Extracted records:
_ _ _

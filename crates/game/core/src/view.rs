//! Read-only projections handed to renderers and remote clients.

use bitflags::bitflags;

use crate::state::{Actor, ActorTag, EntityId, Facing, Position};

bitflags! {
    /// One-tick markers for presentation effects (flash on hit, death animation).
    ///
    /// Set by the simulation as things happen and cleared at the start of the
    /// next step.
    #[derive(Clone, Copy, Debug, PartialEq, Eq, Hash, Default)]
    #[cfg_attr(feature = "serde", derive(serde::Serialize, serde::Deserialize))]
    pub struct TickMarkers: u8 {
        const DAMAGED = 1 << 0;
        const DIED    = 1 << 1;
    }
}

/// What a renderer needs to draw one actor.
#[derive(Clone, Debug, PartialEq)]
#[cfg_attr(feature = "serde", derive(serde::Serialize, serde::Deserialize))]
pub struct ActorView {
    pub id: EntityId,
    pub tag: ActorTag,
    pub name: String,
    pub position: Position,
    pub width: f32,
    pub height: f32,
    pub facing: Facing,
    pub moving: bool,
    pub health_fraction: f32,
    pub markers: TickMarkers,
}

impl Actor {
    pub fn view(&self) -> ActorView {
        let (width, height) = self.size();
        ActorView {
            id: self.id(),
            tag: self.tag(),
            name: self.name().to_owned(),
            position: self.position(),
            width,
            height,
            facing: self.facing(),
            moving: self.is_moving(),
            health_fraction: self.health_fraction(),
            markers: self.markers(),
        }
    }
}
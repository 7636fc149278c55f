//! Cloneable façade for issuing commands to the runtime.
//!
//! [`RuntimeHandle`] hides channel plumbing and offers async helpers for
//! stepping the simulation, steering the player, or streaming events from
//! specific topics.

use tokio::sync::{broadcast, mpsc, oneshot};

use sim_core::{
    Actor, ActorView, Entities, EntityId, Interaction, StepReport, StrikeOutcome,
};

use super::errors::{Result, RuntimeError};
use crate::events::{Event, EventBus, Topic};
use crate::workers::Command;

/// Client-facing handle to interact with the runtime
#[derive(Clone)]
pub struct RuntimeHandle {
    command_tx: mpsc::Sender<Command>,
    event_bus: EventBus,
}

impl RuntimeHandle {
    pub(crate) fn new(command_tx: mpsc::Sender<Command>, event_bus: EventBus) -> Self {
        Self {
            command_tx,
            event_bus,
        }
    }

    async fn request<T>(&self, command: impl FnOnce(oneshot::Sender<T>) -> Command) -> Result<T> {
        let (reply_tx, reply_rx) = oneshot::channel();

        self.command_tx
            .send(command(reply_tx))
            .await
            .map_err(|_| RuntimeError::CommandChannelClosed)?;

        reply_rx.await.map_err(RuntimeError::ReplyChannelClosed)
    }

    /// Advance the world by `dt` seconds.
    ///
    /// The held player input (see [`set_player_input`](Self::set_player_input))
    /// drives the player during the step.
    pub async fn step(&self, dt: f32) -> Result<StepReport> {
        if !(dt.is_finite() && dt >= 0.0) {
            return Err(RuntimeError::InvalidDelta(dt));
        }
        self.request(|reply| Command::Step { dt, reply }).await
    }

    /// Hold a movement direction until replaced; `None` stops the player.
    pub async fn set_player_input(&self, input: Option<(f32, f32)>) -> Result<()> {
        self.request(|reply| Command::SetPlayerInput { input, reply })
            .await
    }

    /// Player strikes `target` immediately and engages it in combat.
    ///
    /// Returns `None` if the strike could not happen (no live player, or the
    /// target is missing or dead).
    pub async fn player_attack(&self, target: EntityId) -> Result<Option<StrikeOutcome>> {
        self.request(|reply| Command::PlayerAttack { target, reply })
            .await
    }

    /// Retire the combat exchange between `a` and `b`, in either order.
    pub async fn disengage(&self, a: EntityId, b: EntityId) -> Result<bool> {
        self.request(|reply| Command::Disengage { a, b, reply }).await
    }

    /// Player talks to `npc`.
    pub async fn interact(&self, npc: EntityId) -> Result<Option<Interaction>> {
        self.request(|reply| Command::Interact { npc, reply }).await
    }

    /// Player talks to the first NPC in range.
    pub async fn interact_nearby(&self) -> Result<Option<(EntityId, Interaction)>> {
        self.request(|reply| Command::InteractNearby { reply }).await
    }

    /// Add an actor to the running world.
    pub async fn spawn(&self, actor: Actor) -> Result<EntityId> {
        let result = self
            .request(|reply| Command::Spawn {
                actor: Box::new(actor),
                reply,
            })
            .await?;
        Ok(result?)
    }

    /// Render views of every live actor, in spawn order.
    pub async fn views(&self) -> Result<Vec<ActorView>> {
        self.request(|reply| Command::QueryViews { reply }).await
    }

    /// Query the live set (read-only snapshot)
    pub async fn snapshot(&self) -> Result<Entities> {
        self.request(|reply| Command::QueryEntities { reply }).await
    }

    /// Subscribe to events from a specific topic
    ///
    /// # Topics
    ///
    /// - `Topic::Simulation` - Damage, deaths, rewards, exchange lifecycle
    /// - `Topic::Tick` - One summary per step
    ///
    /// # Example
    ///
    /// ```rust,ignore
    /// use sim_runtime::{Event, Topic};
    ///
    /// let mut rx = handle.subscribe(Topic::Simulation);
    /// while let Ok(Event::Simulation(event)) = rx.recv().await {
    ///     // Handle simulation events
    /// }
    /// ```
    pub fn subscribe(&self, topic: Topic) -> broadcast::Receiver<Event> {
        self.event_bus.subscribe(topic)
    }

    /// Ask the worker to stop. Succeeds if it already has.
    pub(crate) async fn request_shutdown(&self) {
        if self.command_tx.send(Command::Shutdown).await.is_err() {
            tracing::debug!("simulation worker already stopped");
        }
    }
}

_ _ _

### Directions:
Every entry needs to be copied again exactly.

### Answer box:
filename crates/game/core/src/view.rs
//! Read-only projections handed to renderers and remote clients.

use bitflags::bitflags;

use crate::state::{Actor, ActorTag, EntityId, Facing, Position};

bitflags! {
    /// One-tick markers for presentation effects (flash on hit, death animation).
    ///
    /// Set by the simulation as things happen and cleared at the start of the
    /// next step.
    #[derive(Clone, Copy, Debug, PartialEq, Eq, Hash, Default)]
    #[cfg_attr(feature = "serde", derive(serde::Serialize, serde::Deserialize))]
    pub struct TickMarkers: u8 {
        const DAMAGED = 1 << 0;
        const DIED    = 1 << 1;
    }
}

/// What a renderer needs to draw one actor.
#[derive(Clone, Debug, PartialEq)]
#[cfg_attr(feature = "serde", derive(serde::Serialize, serde::Deserialize))]
pub struct ActorView {
    pub id: EntityId,
    pub tag: ActorTag,
    pub name: String,
    pub position: Position,
    pub width: f32,
    pub height: f32,
    pub facing: Facing,
    pub moving: bool,
    pub health_fraction: f32,
    pub markers: TickMarkers,
}

impl Actor {
    pub fn view(&self) -> ActorView {
        let (width, height) = self.size();
        ActorView {
            id: self.id(),
            tag: self.tag(),
            name: self.name().to_owned(),
            position: self.position(),
            width,
            height,
            facing: self.facing(),
            moving: self.is_moving(),
            health_fraction: self.health_fraction(),
            markers: self.markers(),
        }
    }
}
repository 7636fc149278c55f
//! Cloneable façade for issuing commands to the runtime.
//!
//! [`RuntimeHandle`] hides channel plumbing and offers async helpers for
//! stepping the simulation, steering the player, or streaming events from
//! specific topics.

use tokio::sync::{broadcast, mpsc, oneshot};

use sim_core::{
    Actor, ActorView, Entities, EntityId, Interaction, StepReport, StrikeOutcome,
};

use super::errors::{Result, RuntimeError};
use crate::events::{Event, EventBus, Topic};
use crate::workers::Command;

/// Client-facing handle to interact with the runtime
#[derive(Clone)]
pub struct RuntimeHandle {
    command_tx: mpsc::Sender<Command>,
    event_bus: EventBus,
}

impl RuntimeHandle {
    pub(crate) fn new(command_tx: mpsc::Sender<Command>, event_bus: EventBus) -> Self {
        Self {
            command_tx,
            event_bus,
        }
    }

    async fn request<T>(&self, command: impl FnOnce(oneshot::Sender<T>) -> Command) -> Result<T> {
        let (reply_tx, reply_rx) = oneshot::channel();

        self.command_tx
            .send(command(reply_tx))
            .await
            .map_err(|_| RuntimeError::CommandChannelClosed)?;

        reply_rx.await.map_err(RuntimeError::ReplyChannelClosed)
    }

    /// Advance the world by `dt` seconds.
    ///
    /// The held player input (see [`set_player_input`](Self::set_player_input))
    /// drives the player during the step.
    pub async fn step(&self, dt: f32) -> Result<StepReport> {
        if !(dt.is_finite() && dt >= 0.0) {
            return Err(RuntimeError::InvalidDelta(dt));
        }
        self.request(|reply| Command::Step { dt, reply }).await
    }

    /// Hold a movement direction until replaced; `None` stops the player.
    pub async fn set_player_input(&self, input: Option<(f32, f32)>) -> Result<()> {
        self.request(|reply| Command::SetPlayerInput { input, reply })
            .await
    }

    /// Player strikes `target` immediately and engages it in combat.
    ///
    /// Returns `None` if the strike could not happen (no live player, or the
    /// target is missing or dead).
    pub async fn player_attack(&self, target: EntityId) -> Result<Option<StrikeOutcome>> {
        self.request(|reply| Command::PlayerAttack { target, reply })
            .await
    }

    /// Retire the combat exchange between `a` and `b`, in either order.
    pub async fn disengage(&self, a: EntityId, b: EntityId) -> Result<bool> {
        self.request(|reply| Command::Disengage { a, b, reply }).await
    }

    /// Player talks to `npc`.
    pub async fn interact(&self, npc: EntityId) -> Result<Option<Interaction>> {
        self.request(|reply| Command::Interact { npc, reply }).await
    }

    /// Player talks to the first NPC in range.
    pub async fn interact_nearby(&self) -> Result<Option<(EntityId, Interaction)>> {
        self.request(|reply| Command::InteractNearby { reply }).await
    }

    /// Add an actor to the running world.
    pub async fn spawn(&self, actor: Actor) -> Result<EntityId> {
        let result = self
            .request(|reply| Command::Spawn {
                actor: Box::new(actor),
                reply,
            })
            .await?;
        Ok(result?)
    }

    /// Render views of every live actor, in spawn order.
    pub async fn views(&self) -> Result<Vec<ActorView>> {
        self.request(|reply| Command::QueryViews { reply }).await
    }

    /// Query the live set (read-only snapshot)
    pub async fn snapshot(&self) -> Result<Entities> {
        self.request(|reply| Command::QueryEntities { reply }).await
    }

    /// Subscribe to events from a specific topic
    ///
    /// # Topics
    ///
    /// - `Topic::Simulation` - Damage, deaths, rewards, exchange lifecycle
    /// - `Topic::Tick` - One summary per step
    ///
    /// # Example
    ///
    /// ```rust,ignore
    /// use sim_runtime::{Event, Topic};
    ///
    /// let mut rx = handle.subscribe(Topic::Simulation);
    /// while let Ok(Event::Simulation(event)) = rx.recv().await {
    ///     // Handle simulation events
    /// }
    /// ```
    pub fn subscribe(&self, topic: Topic) -> broadcast::Receiver<Event> {
        self.event_bus.subscribe(topic)
    }

    /// Ask the worker to stop. Succeeds if it already has.
    pub(crate) async fn request_shutdown(&self) {
        if self.command_tx.send(Command::Shutdown).await.is_err() {
            tracing::debug!("simulation worker already stopped");
        }
    }
}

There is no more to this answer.